§ **Work item**
Wherever a line of the records contains "three", copy that line.
==*==
//! Tag extraction

use crate::ast::{FrontMatterValue, InlineToken, ParseResult};
use unic_emoji_char::is_emoji;

const TAGS_KEY: &str = "tags";

fn is_tag_char(c: char) -> bool {
    c.is_alphanumeric() || (is_emoji(c) && c != '#') || matches!(c, '_' | '-' | '/')
}

fn frontmatter_tags(value: &FrontMatterValue) -> Vec<String> {
    let strip = |tag: &str| tag.trim().trim_start_matches('#').to_string();

    match value {
        FrontMatterValue::List(items) => items
            .iter()
            .map(|item| strip(item))
            .filter(|tag| !tag.is_empty())
            .collect(),
        FrontMatterValue::String(text) => text
            .split([',', ' '])
            .map(strip)
            .filter(|tag| !tag.is_empty())
            .collect(),
        _ => Vec::new(),
    }
}

/// Tags written as `#tag` words in `text`
///
/// `##heading` is not a tag and purely numeric words like `#123` are skipped.
/// The tag ends at the first character that cannot be part of it.
fn text_tags(text: &str) -> impl Iterator<Item = String> + '_ {
    text.split_whitespace()
        .filter_map(|word| word.strip_prefix('#'))
        .filter(|rest| !rest.starts_with('#'))
        .filter_map(|rest| {
            let end = rest.find(|c| !is_tag_char(c)).unwrap_or(rest.len());
            let tag = &rest[..end];

            (!tag.is_empty() && !tag.chars().all(|c| c.is_ascii_digit())).then(|| tag.to_string())
        })
}

/// Tags of a document
///
/// Frontmatter `tags` (list or comma separated string) come first,
/// followed by inline `#tag` words in document order. Code is never searched.
///
/// # Example
/// ```
/// use obsidian_markdown::prelude::*;
///
/// let result = parse("---\ntags:\n- my_tag\n---\nSameData #super_tag ##no_tag and #warning_tag! #😭");
///
/// assert_eq!(collect_tags(&result), vec!["my_tag", "super_tag", "warning_tag", "😭"]);
/// ```
#[cfg_attr(feature = "tracing", tracing::instrument(skip_all, ret))]
#[must_use]
pub fn collect_tags(result: &ParseResult) -> Vec<String> {
    let mut tags = result
        .frontmatter
        .get(TAGS_KEY)
        .map(frontmatter_tags)
        .unwrap_or_default();

    result.visit_inline(|token| {
        if let InlineToken::Text { content } = token {
            tags.extend(text_tags(content));
        }
    });

    tags
}

#[cfg(test)]
mod tests {
    use super::*;
    use crate::parser::parse;

    const TEST_STR_DATA: &str = "---\ntags:\n- my_tag\n---\nSameData #super_tag ##no_tag and #warning_tag! #two-tag #kek;d #dfds# #all, #татар #d😭";
    const TEST_ARRAY_DATA: &[&str] = &[
        "my_tag",
        "super_tag",
        "warning_tag",
        "two-tag",
        "kek",
        "dfds",
        "all",
        "татар",
        "d😭",
    ];

    #[cfg_attr(feature = "tracing", tracing_test::traced_test)]
    #[test]
    fn tags() {
        assert_eq!(collect_tags(&parse(TEST_STR_DATA)), TEST_ARRAY_DATA);
    }

    #[cfg_attr(feature = "tracing", tracing_test::traced_test)]
    #[test]
    fn frontmatter_forms() {
        assert_eq!(
            collect_tags(&parse("---\ntags: [a, \"#b\"]\n---\n")),
            vec!["a", "b"]
        );
        assert_eq!(
            collect_tags(&parse("---\ntags: one, two three\n---\n")),
            vec!["one", "two", "three"]
        );
        assert!(collect_tags(&parse("---\ntags: 5\n---\n")).is_empty());
    }

    #[cfg_attr(feature = "tracing", tracing_test::traced_test)]
    #[test]
    fn nested_and_numeric() {
        assert_eq!(
            collect_tags(&parse("#parent/child issue #123 #1st")),
            vec!["parent/child", "1st"]
        );
    }

    #[cfg_attr(feature = "tracing", tracing_test::traced_test)]
    #[test]
    fn ignores_code_and_headings() {
        let result = parse("# Heading\n\n`#inline`\n\n```\n#fenced\n```\n\n- item **#bold**");
        assert_eq!(collect_tags(&result), vec!["bold"]);
    }
}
==*==
§ **Response area**
            collect_tags(&parse("---\ntags: one, two three\n---\n")),
            vec!["one", "two", "three"]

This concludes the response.